血が繋がっていてもいなくても、育てても育てていなくても。
人生を肯定的に生き、家族の多様性を受け入れる教育がゆき届く社会へ
社会に希望を持って飛び立つため、今、子どもや若者に必要な性教育とはどのようなものなのでしょうか。従来の、いわゆる性の教育という概念に縛られない、生きるためのスキルとしての性教育の在り方について、静岡大学人文社会科学部社会学科教授(家族社会学・医療社会学)で、一般社団法人MoLive(モリーブ)の理事でもある白井千晶先生に語っていただきました。
また、お話では、血の繋がりを求める家族観や、自分自身の幸せの在り方を見つめ直すことの大切さについても触れていただきました。育てやすい、生きやすい社会とは。改めて考えさせられるインタビューです。

白井 千晶 先生

白井 千晶 先生

早稲田大学大学院卒業。静岡大学人文社会科学部社会学科教授。専門は、不妊/生殖技術/養子縁組/里親/児童養護/妊娠・出産/助産史等の研究。現在、全国養子縁組団体協議会代表理事、養子と里親を考える会理事、フォスター代表、REBORNスタッフ、リプロ・リサーチ実行委員会、リプロダクション研究会代表、一般社団法人MoLive(モリーブ)理事。

「職業観」だけではキャリア構築はうまくいかない

不妊治療においては、当事者の多くが「子どもができないことが自分の人生に起こるなんて想像もしていなかった」と嘆かれるという現実があります。本人が望むライフスタイルを実現するため、性教育では「避妊」や「性感染症」以外のことも伝えていく必要があると思いますが、教育現場における性教育は本来どうあるべきとお考えでしょうか。

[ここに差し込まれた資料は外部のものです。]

#![warn(missing_docs)]

//! Suite-level start/finish logging for test runners.
//!
//! The core piece is [`LoggingComputer`]: given a [`RunnerBuilder`] and a list
//! of [`TestClass`]es it builds a [`Suite`] in which every per-class runner is
//! wrapped by a [`SuiteRunner`]. Each wrapped runner reports
//! `on_suite_started` before it runs and `on_suite_finished` (with elapsed
//! milliseconds) after it returns normally, to any [`SuiteLogger`].
//!
//! Around that sit the pieces a harness needs: descriptions, a notifier with
//! listeners, googletest-style filters and console output, a JSON results
//! listener, and a [`test_main`] entry point for test binaries.

pub mod class_runner;
pub mod computer;
pub mod description;
pub mod error;
pub mod filter;
pub mod gtest;
pub mod json;
pub mod logger;
pub mod notifier;
pub mod runner;
pub mod suite;
pub mod test_main;

#[cfg(test)]
mod testing;

pub use class_runner::{ClassRunner, TestCase, TestClass, TestFn};
pub use computer::{LoggingComputer, SuiteRunner};
pub use description::Description;
pub use error::{Error, Result};
pub use filter::{All, Filter, Filterable, GtestFilter};
pub use gtest::{GtestListener, GtestLogger};
pub use json::{JsonListener, JsonResults, Status, TestRecord};
pub use logger::{SuiteLogger, TracingLogger};
pub use notifier::{Failure, RunListener, RunNotifier, RunResult};
pub use runner::{ClassRunnerBuilder, Runner, RunnerBuilder, apply_filter};
pub use suite::{Computer, SerialComputer, Suite};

ポイントは三つあると思っています。一つ目は、性教育は「キャリア教育」であるということ。二つ目は、性教育は身体の健康を保つ「ヘルスケア教育」であるということ。そして三つ目が、最近よく言われていることですが、性教育は「ライフスキル教育」であるということです。

一つ目からお話すると、今、文部科学省は、一人ひとりが社会的・職業的に自立し、自分らしい生き方を実現するための力をつけてもらおうと、小学校から大学にかけ、キャリア教育の推進を呼びかけています。これにより、実際に教育現場では職業探索や職業体験の授業が積極的に取り入れられるようになりました。自分の適性や希望に沿った職業に就くための教育ということですが、ここで留意してもらいたいのが、私たちがライフコースをイメージするとき、どうしても仕事をメインに考えてしまいがちということです。

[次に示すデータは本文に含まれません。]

//! Render `tracing` events into concise logfmt strings.
//!
//! Extracts level, target, and message from `tracing::Event` records and
//! renders the remaining fields in `key=value` form. Individual fields are kept
//! alongside the rendered line so callers can inspect structured values.

use std::fmt::{Debug, Write};

use tracing::{
    Event, Metadata,
    field::{Field, Visit},
};

/// Rendered fields extracted from a tracing Event.
#[derive(Debug, Clone, PartialEq, Eq)]
pub struct RenderedLog {
    /// Severity level (e.g., INFO, WARN) for the event.
    pub level: String,
    /// Event target (typically the module path).
    pub target: String,
    /// Human‑readable message, followed by any `key=value` pairs.
    pub message: String,
    /// Non-message fields in recording order.
    pub fields: Vec<(String, String)>,
}

impl RenderedLog {
    /// Look up a non-message field by name.
    pub fn field(&self, name: &str) -> Option<&str> {
        self.fields
            .iter()
            .find(|(k, _)| k == name)
            .map(|(_, v)| v.as_str())
    }
}

/// Field collector used by [`render_event`].
struct MsgVisitor {
    /// Captured `message` field, if present.
    msg: Option<String>,
    /// Non‑message fields as (name, value) pairs.
    fields: Vec<(String, String)>,
}

impl Visit for MsgVisitor {
    fn record_str(&mut self, field: &Field, value: &str) {
        if field.name() == "message" {
            self.msg = Some(value.to_string());
        } else {
            self.fields
                .push((field.name().to_string(), value.to_string()));
        }
    }

    fn record_debug(&mut self, field: &Field, value: &dyn Debug) {
        if field.name() == "message" {
            self.msg = Some(format!("{:?}", value));
        } else {
            self.fields
                .push((field.name().to_string(), format!("{:?}", value)));
        }
    }
}

/// Extract level, target, and a logfmt line from a tracing Event.
///
/// The message comes first when present; remaining fields follow as
/// `key=value`. Values containing whitespace, `"` or `=` are quoted and
/// escaped in the rendered line but stored raw in [`RenderedLog::fields`].
pub fn render_event(event: &Event<'_>) -> RenderedLog {
    let meta: &Metadata<'_> = event.metadata();
    let mut vis = MsgVisitor {
        msg: None,
        fields: Vec::new(),
    };
    event.record(&mut vis);

    let mut line = vis.msg.unwrap_or_default();
    for (k, v) in &vis.fields {
        if !line.is_empty() {
            line.push(' ');
        }
        if v.contains(|c: char| c.is_whitespace() || c == '"' || c == '=') {
            let _ignored = write!(&mut line, "{}={:?}", k, v);
        } else {
            let _ignored = write!(&mut line, "{}={}", k, v);
        }
    }
    RenderedLog {
        level: meta.level().to_string(),
        target: meta.target().to_string(),
        message: line,
        fields: vis.fields,
    }
}
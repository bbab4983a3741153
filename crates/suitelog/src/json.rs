//! JSON results file.

use std::{
    collections::HashMap,
    fs,
    path::{Path, PathBuf},
    time::Instant,
};

use serde::{Deserialize, Serialize};
use tracing::{info, warn};

use crate::{
    description::Description,
    error::Result,
    notifier::{Failure, RunListener, RunResult},
};

/// Outcome of one test.
#[derive(Debug, Clone, Copy, PartialEq, Eq, Serialize, Deserialize)]
#[serde(rename_all = "lowercase")]
pub enum Status {
    /// Finished without failure.
    Passed,
    /// Reported at least one failure.
    Failed,
    /// Skipped without running.
    Ignored,
}

/// One entry in the results file.
#[derive(Debug, Clone, PartialEq, Eq, Serialize, Deserialize)]
pub struct TestRecord {
    /// Class name.
    pub class: String,
    /// Method name.
    pub method: String,
    /// Outcome.
    pub status: Status,
    /// Elapsed time in milliseconds (zero for ignored tests).
    pub elapsed_ms: u64,
    /// Failure message, for failed tests.
    #[serde(default, skip_serializing_if = "Option::is_none")]
    pub message: Option<String>,
}

/// The whole results document.
#[derive(Debug, Clone, Default, PartialEq, Eq, Serialize, Deserialize)]
pub struct JsonResults {
    /// Number of passed tests.
    pub passed: usize,
    /// Number of failed tests.
    pub failed: usize,
    /// Number of ignored tests.
    pub ignored: usize,
    /// Run duration in milliseconds.
    pub elapsed_ms: u64,
    /// Per-test records in completion order.
    pub tests: Vec<TestRecord>,
}

impl JsonResults {
    /// Read a results file.
    pub fn load(path: &Path) -> Result<Self> {
        let text = fs::read_to_string(path)?;
        Ok(serde_json::from_str(&text)?)
    }

    /// Write a results file, pretty-printed.
    pub fn save(&self, path: &Path) -> Result<()> {
        let text = serde_json::to_string_pretty(self)?;
        fs::write(path, text)?;
        Ok(())
    }
}

/// Collects per-test records and writes them as JSON when the run finishes.
pub struct JsonListener {
    /// Destination file.
    path: PathBuf,
    /// Results accumulated so far.
    results: JsonResults,
    /// Start times of tests in flight, by display name.
    started: HashMap<String, Instant>,
    /// Failures not yet matched by a finish, by display name.
    failures: HashMap<String, Failure>,
}

impl JsonListener {
    /// Create a listener that writes to `path`.
    pub fn new(path: impl Into<PathBuf>) -> Self {
        Self {
            path: path.into(),
            results: JsonResults::default(),
            started: HashMap::new(),
            failures: HashMap::new(),
        }
    }

    /// Build a record for `description`.
    fn record(
        description: &Description,
        status: Status,
        elapsed_ms: u64,
        message: Option<String>,
    ) -> TestRecord {
        TestRecord {
            class: description.class_name().to_string(),
            method: description
                .method_name()
                .unwrap_or(description.display_name())
                .to_string(),
            status,
            elapsed_ms,
            message,
        }
    }
}

impl RunListener for JsonListener {
    fn test_started(&mut self, description: &Description) {
        self.started
            .insert(description.display_name().to_string(), Instant::now());
    }

    fn test_failure(&mut self, failure: &Failure) {
        self.failures.insert(
            failure.description.display_name().to_string(),
            failure.clone(),
        );
    }

    fn test_finished(&mut self, description: &Description) {
        let key = description.display_name();
        let elapsed_ms = self
            .started
            .remove(key)
            .map(|s| s.elapsed().as_millis() as u64)
            .unwrap_or(0);
        let rec = match self.failures.remove(key) {
            Some(failure) => {
                self.results.failed += 1;
                Self::record(description, Status::Failed, elapsed_ms, Some(failure.message))
            }
            None => {
                self.results.passed += 1;
                Self::record(description, Status::Passed, elapsed_ms, None)
            }
        };
        self.results.tests.push(rec);
    }

    fn test_ignored(&mut self, description: &Description) {
        self.results.ignored += 1;
        self.results
            .tests
            .push(Self::record(description, Status::Ignored, 0, None));
    }

    fn test_run_finished(&mut self, result: &RunResult) {
        // Suite-level failures have no matching test_finished.
        let mut orphans: Vec<_> = self.failures.drain().map(|(_, f)| f).collect();
        orphans.sort_by(|a, b| a.description.display_name().cmp(b.description.display_name()));
        for f in orphans {
            self.results.failed += 1;
            self.results.tests.push(Self::record(
                &f.description,
                Status::Failed,
                0,
                Some(f.message),
            ));
        }
        self.results.elapsed_ms = result.run_time.as_millis() as u64;
        match self.results.save(&self.path) {
            Ok(()) => info!(
                path = %self.path.display(),
                tests = self.results.tests.len() as u64,
                "json_results_written"
            ),
            Err(e) => warn!(
                path = %self.path.display(),
                error = %e,
                "failed to write JSON results"
            ),
        }
    }
}
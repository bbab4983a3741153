//! The suite logging collaborator and its structured-log implementation.

use std::sync::Arc;

use tracing::info;

use crate::description::Description;

/// Receives suite start/finish events from [`crate::LoggingComputer`].
///
/// Formatting and delivery are entirely up to the implementation.
pub trait SuiteLogger {
    /// A suite with `test_count` tests is about to run.
    fn on_suite_started(&self, description: &Description, test_count: usize);

    /// A suite finished normally after `elapsed_ms` milliseconds.
    fn on_suite_finished(&self, description: &Description, test_count: usize, elapsed_ms: u64);
}

impl<T: SuiteLogger + ?Sized> SuiteLogger for Arc<T> {
    fn on_suite_started(&self, description: &Description, test_count: usize) {
        (**self).on_suite_started(description, test_count);
    }

    fn on_suite_finished(&self, description: &Description, test_count: usize, elapsed_ms: u64) {
        (**self).on_suite_finished(description, test_count, elapsed_ms);
    }
}

/// Fan out to both loggers, first then second.
impl<A: SuiteLogger, B: SuiteLogger> SuiteLogger for (A, B) {
    fn on_suite_started(&self, description: &Description, test_count: usize) {
        self.0.on_suite_started(description, test_count);
        self.1.on_suite_started(description, test_count);
    }

    fn on_suite_finished(&self, description: &Description, test_count: usize, elapsed_ms: u64) {
        self.0.on_suite_finished(description, test_count, elapsed_ms);
        self.1.on_suite_finished(description, test_count, elapsed_ms);
    }
}

/// Emits suite events as `tracing` events at INFO.
#[derive(Debug, Clone, Copy, Default)]
pub struct TracingLogger;

impl SuiteLogger for TracingLogger {
    fn on_suite_started(&self, description: &Description, test_count: usize) {
        info!(
            suite = %description,
            tests = test_count as u64,
            "suite_started"
        );
    }

    fn on_suite_finished(&self, description: &Description, test_count: usize, elapsed_ms: u64) {
        info!(
            suite = %description,
            tests = test_count as u64,
            elapsed_ms,
            "suite_finished"
        );
    }
}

近代化が進むと、人は人生や仕事を自由に選べるようになり、仕事も頑張ったぶんだけ結果が得られるという、業績主義の社会となります。そうなると、子どもは「将来何になりたいの?」というプレッシャーを小さなころからかけられ続けることになり、「自分らしく生きなくては」、「自分に合う仕事ってなんだろう」と、適正検査を受けながら必死に自分探しをせざるを得なくなる。でも実は職業だけをイメージしていては、うまくいかないんですね。

本来、仕事のキャリアを考えるときは、家族や住まいのキャリアも合わせて考えるべきだと思っています。誰とどこで、どんな暮らしがしたいのか。住むなら田舎がいいのか都会がいいのか。そもそも家族をもちたいのかどうか。当然、その過程で生殖や不妊の知識が不可欠になりますし、自身のセクシュアリティについて考えることも必要です。つまり、こうした性教育も含んだトータルな視点から考えることが、本来のキャリア教育ではないかと思っています。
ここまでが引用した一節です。